**What is being asked:**
All of the data is to be printed again exactly as it appears.
··· Input records
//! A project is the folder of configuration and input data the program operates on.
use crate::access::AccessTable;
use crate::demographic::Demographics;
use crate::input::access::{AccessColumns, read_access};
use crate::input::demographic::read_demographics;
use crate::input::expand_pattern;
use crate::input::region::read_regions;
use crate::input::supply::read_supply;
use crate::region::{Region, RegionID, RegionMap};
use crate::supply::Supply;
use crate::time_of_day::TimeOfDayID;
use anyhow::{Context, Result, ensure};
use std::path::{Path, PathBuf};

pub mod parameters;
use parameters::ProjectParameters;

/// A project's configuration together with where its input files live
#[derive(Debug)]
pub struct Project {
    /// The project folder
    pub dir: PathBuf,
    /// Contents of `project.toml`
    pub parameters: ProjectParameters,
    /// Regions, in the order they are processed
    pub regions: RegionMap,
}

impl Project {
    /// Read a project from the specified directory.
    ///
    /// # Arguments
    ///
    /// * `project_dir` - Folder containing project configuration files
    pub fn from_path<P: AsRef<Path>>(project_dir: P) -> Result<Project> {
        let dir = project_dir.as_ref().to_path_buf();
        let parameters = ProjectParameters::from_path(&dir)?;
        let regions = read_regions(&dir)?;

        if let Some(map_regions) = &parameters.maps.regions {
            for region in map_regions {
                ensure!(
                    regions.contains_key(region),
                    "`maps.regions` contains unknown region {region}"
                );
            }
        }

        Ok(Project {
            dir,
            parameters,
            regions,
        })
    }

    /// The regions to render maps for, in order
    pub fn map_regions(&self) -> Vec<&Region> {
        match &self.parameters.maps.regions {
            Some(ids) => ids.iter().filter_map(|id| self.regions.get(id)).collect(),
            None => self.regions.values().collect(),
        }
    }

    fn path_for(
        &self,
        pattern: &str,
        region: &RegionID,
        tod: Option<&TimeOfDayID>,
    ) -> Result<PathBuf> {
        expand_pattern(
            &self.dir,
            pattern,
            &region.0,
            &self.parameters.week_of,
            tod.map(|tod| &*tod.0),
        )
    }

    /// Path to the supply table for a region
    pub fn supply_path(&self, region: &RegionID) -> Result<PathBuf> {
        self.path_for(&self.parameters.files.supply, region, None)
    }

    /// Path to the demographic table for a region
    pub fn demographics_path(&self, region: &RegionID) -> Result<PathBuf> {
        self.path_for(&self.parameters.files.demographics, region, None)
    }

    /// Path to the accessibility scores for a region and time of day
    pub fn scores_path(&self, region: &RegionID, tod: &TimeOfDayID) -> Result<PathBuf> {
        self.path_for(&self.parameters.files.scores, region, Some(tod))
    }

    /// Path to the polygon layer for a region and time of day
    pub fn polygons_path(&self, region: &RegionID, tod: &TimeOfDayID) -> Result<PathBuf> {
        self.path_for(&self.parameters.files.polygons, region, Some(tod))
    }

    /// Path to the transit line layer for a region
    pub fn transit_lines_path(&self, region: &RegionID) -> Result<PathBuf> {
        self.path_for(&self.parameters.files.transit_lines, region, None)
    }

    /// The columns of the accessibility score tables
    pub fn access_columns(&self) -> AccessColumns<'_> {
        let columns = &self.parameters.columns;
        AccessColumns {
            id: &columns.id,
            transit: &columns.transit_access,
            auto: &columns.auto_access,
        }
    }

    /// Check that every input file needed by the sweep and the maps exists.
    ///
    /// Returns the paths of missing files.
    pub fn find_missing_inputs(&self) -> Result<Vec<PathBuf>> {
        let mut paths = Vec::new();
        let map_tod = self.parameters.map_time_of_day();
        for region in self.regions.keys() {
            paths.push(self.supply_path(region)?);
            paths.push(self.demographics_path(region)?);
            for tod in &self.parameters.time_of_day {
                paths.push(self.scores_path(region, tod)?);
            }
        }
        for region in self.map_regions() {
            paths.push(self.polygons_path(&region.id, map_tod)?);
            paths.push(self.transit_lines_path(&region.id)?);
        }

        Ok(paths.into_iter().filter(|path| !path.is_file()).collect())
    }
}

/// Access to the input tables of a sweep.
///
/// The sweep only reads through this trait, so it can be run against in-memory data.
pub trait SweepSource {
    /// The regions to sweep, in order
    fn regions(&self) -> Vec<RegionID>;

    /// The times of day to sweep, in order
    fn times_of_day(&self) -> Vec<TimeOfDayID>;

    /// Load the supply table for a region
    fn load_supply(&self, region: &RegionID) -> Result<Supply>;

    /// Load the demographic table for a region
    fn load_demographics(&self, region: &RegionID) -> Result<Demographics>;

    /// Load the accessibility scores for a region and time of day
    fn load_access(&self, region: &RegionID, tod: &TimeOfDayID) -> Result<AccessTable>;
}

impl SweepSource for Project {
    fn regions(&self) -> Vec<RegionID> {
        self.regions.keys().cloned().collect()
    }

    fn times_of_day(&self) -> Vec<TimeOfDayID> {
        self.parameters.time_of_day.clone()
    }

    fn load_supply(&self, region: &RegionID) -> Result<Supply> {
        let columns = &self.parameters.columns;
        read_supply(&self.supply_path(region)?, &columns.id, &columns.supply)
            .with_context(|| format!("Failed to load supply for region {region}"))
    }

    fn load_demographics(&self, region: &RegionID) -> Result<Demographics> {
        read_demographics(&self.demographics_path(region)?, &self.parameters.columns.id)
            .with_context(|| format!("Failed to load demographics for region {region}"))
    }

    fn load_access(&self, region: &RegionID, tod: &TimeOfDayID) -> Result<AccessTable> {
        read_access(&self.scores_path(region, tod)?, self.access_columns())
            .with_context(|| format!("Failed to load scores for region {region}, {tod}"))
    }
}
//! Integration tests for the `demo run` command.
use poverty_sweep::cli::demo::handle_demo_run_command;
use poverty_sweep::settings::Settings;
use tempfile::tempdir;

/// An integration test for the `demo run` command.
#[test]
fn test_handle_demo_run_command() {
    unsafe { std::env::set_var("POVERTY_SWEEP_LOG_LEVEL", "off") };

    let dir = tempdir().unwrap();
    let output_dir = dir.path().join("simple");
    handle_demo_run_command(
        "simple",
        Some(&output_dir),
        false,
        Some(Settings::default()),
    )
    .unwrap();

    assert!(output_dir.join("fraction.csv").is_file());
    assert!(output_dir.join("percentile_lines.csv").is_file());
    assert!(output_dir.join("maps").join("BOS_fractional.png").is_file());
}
······
**Task response:**
//! A project is the folder of configuration and input data the program operates on.
use crate::access::AccessTable;
use crate::demographic::Demographics;
use crate::input::access::{AccessColumns, read_access};
use crate::input::demographic::read_demographics;
use crate::input::expand_pattern;
use crate::input::region::read_regions;
use crate::input::supply::read_supply;
use crate::region::{Region, RegionID, RegionMap};
use crate::supply::Supply;
use crate::time_of_day::TimeOfDayID;
use anyhow::{Context, Result, ensure};
use std::path::{Path, PathBuf};

pub mod parameters;
use parameters::ProjectParameters;

/// A project's configuration together with where its input files live
#[derive(Debug)]
pub struct Project {
    /// The project folder
    pub dir: PathBuf,
    /// Contents of `project.toml`
    pub parameters: ProjectParameters,
    /// Regions, in the order they are processed
    pub regions: RegionMap,
}

impl Project {
    /// Read a project from the specified directory.
    ///
    /// # Arguments
    ///
    /// * `project_dir` - Folder containing project configuration files
    pub fn from_path<P: AsRef<Path>>(project_dir: P) -> Result<Project> {
        let dir = project_dir.as_ref().to_path_buf();
        let parameters = ProjectParameters::from_path(&dir)?;
        let regions = read_regions(&dir)?;

        if let Some(map_regions) = &parameters.maps.regions {
            for region in map_regions {
                ensure!(
                    regions.contains_key(region),
                    "`maps.regions` contains unknown region {region}"
                );
            }
        }

        Ok(Project {
            dir,
            parameters,
            regions,
        })
    }

    /// The regions to render maps for, in order
    pub fn map_regions(&self) -> Vec<&Region> {
        match &self.parameters.maps.regions {
            Some(ids) => ids.iter().filter_map(|id| self.regions.get(id)).collect(),
            None => self.regions.values().collect(),
        }
    }

    fn path_for(
        &self,
        pattern: &str,
        region: &RegionID,
        tod: Option<&TimeOfDayID>,
    ) -> Result<PathBuf> {
        expand_pattern(
            &self.dir,
            pattern,
            &region.0,
            &self.parameters.week_of,
            tod.map(|tod| &*tod.0),
        )
    }

    /// Path to the supply table for a region
    pub fn supply_path(&self, region: &RegionID) -> Result<PathBuf> {
        self.path_for(&self.parameters.files.supply, region, None)
    }

    /// Path to the demographic table for a region
    pub fn demographics_path(&self, region: &RegionID) -> Result<PathBuf> {
        self.path_for(&self.parameters.files.demographics, region, None)
    }

    /// Path to the accessibility scores for a region and time of day
    pub fn scores_path(&self, region: &RegionID, tod: &TimeOfDayID) -> Result<PathBuf> {
        self.path_for(&self.parameters.files.scores, region, Some(tod))
    }

    /// Path to the polygon layer for a region and time of day
    pub fn polygons_path(&self, region: &RegionID, tod: &TimeOfDayID) -> Result<PathBuf> {
        self.path_for(&self.parameters.files.polygons, region, Some(tod))
    }

    /// Path to the transit line layer for a region
    pub fn transit_lines_path(&self, region: &RegionID) -> Result<PathBuf> {
        self.path_for(&self.parameters.files.transit_lines, region, None)
    }

    /// The columns of the accessibility score tables
    pub fn access_columns(&self) -> AccessColumns<'_> {
        let columns = &self.parameters.columns;
        AccessColumns {
            id: &columns.id,
            transit: &columns.transit_access,
            auto: &columns.auto_access,
        }
    }

    /// Check that every input file needed by the sweep and the maps exists.
    ///
    /// Returns the paths of missing files.
    pub fn find_missing_inputs(&self) -> Result<Vec<PathBuf>> {
        let mut paths = Vec::new();
        let map_tod = self.parameters.map_time_of_day();
        for region in self.regions.keys() {
            paths.push(self.supply_path(region)?);
            paths.push(self.demographics_path(region)?);
            for tod in &self.parameters.time_of_day {
                paths.push(self.scores_path(region, tod)?);
            }
        }
        for region in self.map_regions() {
            paths.push(self.polygons_path(&region.id, map_tod)?);
            paths.push(self.transit_lines_path(&region.id)?);
        }

        Ok(paths.into_iter().filter(|path| !path.is_file()).collect())
    }
}

/// Access to the input tables of a sweep.
///
/// The sweep only reads through this trait, so it can be run against in-memory data.
pub trait SweepSource {
    /// The regions to sweep, in order
    fn regions(&self) -> Vec<RegionID>;

    /// The times of day to sweep, in order
    fn times_of_day(&self) -> Vec<TimeOfDayID>;

    /// Load the supply table for a region
    fn load_supply(&self, region: &RegionID) -> Result<Supply>;

    /// Load the demographic table for a region
    fn load_demographics(&self, region: &RegionID) -> Result<Demographics>;

    /// Load the accessibility scores for a region and time of day
    fn load_access(&self, region: &RegionID, tod: &TimeOfDayID) -> Result<AccessTable>;
}

impl SweepSource for Project {
    fn regions(&self) -> Vec<RegionID> {
        self.regions.keys().cloned().collect()
    }

    fn times_of_day(&self) -> Vec<TimeOfDayID> {
        self.parameters.time_of_day.clone()
    }

    fn load_supply(&self, region: &RegionID) -> Result<Supply> {
        let columns = &self.parameters.columns;
        read_supply(&self.supply_path(region)?, &columns.id, &columns.supply)
            .with_context(|| format!("Failed to load supply for region {region}"))
    }

    fn load_demographics(&self, region: &RegionID) -> Result<Demographics> {
        read_demographics(&self.demographics_path(region)?, &self.parameters.columns.id)
            .with_context(|| format!("Failed to load demographics for region {region}"))
    }

    fn load_access(&self, region: &RegionID, tod: &TimeOfDayID) -> Result<AccessTable> {
        read_access(&self.scores_path(region, tod)?, self.access_columns())
            .with_context(|| format!("Failed to load scores for region {region}, {tod}"))
    }
}
//! Integration tests for the `demo run` command.
use poverty_sweep::cli::demo::handle_demo_run_command;
use poverty_sweep::settings::Settings;
use tempfile::tempdir;

/// An integration test for the `demo run` command.
#[test]
fn test_handle_demo_run_command() {
    unsafe { std::env::set_var("POVERTY_SWEEP_LOG_LEVEL", "off") };

    let dir = tempdir().unwrap();
    let output_dir = dir.path().join("simple");
    handle_demo_run_command(
        "simple",
        Some(&output_dir),
        false,
        Some(Settings::default()),
    )
    .unwrap();

    assert!(output_dir.join("fraction.csv").is_file());
    assert!(output_dir.join("percentile_lines.csv").is_file());
    assert!(output_dir.join("maps").join("BOS_fractional.png").is_file());
}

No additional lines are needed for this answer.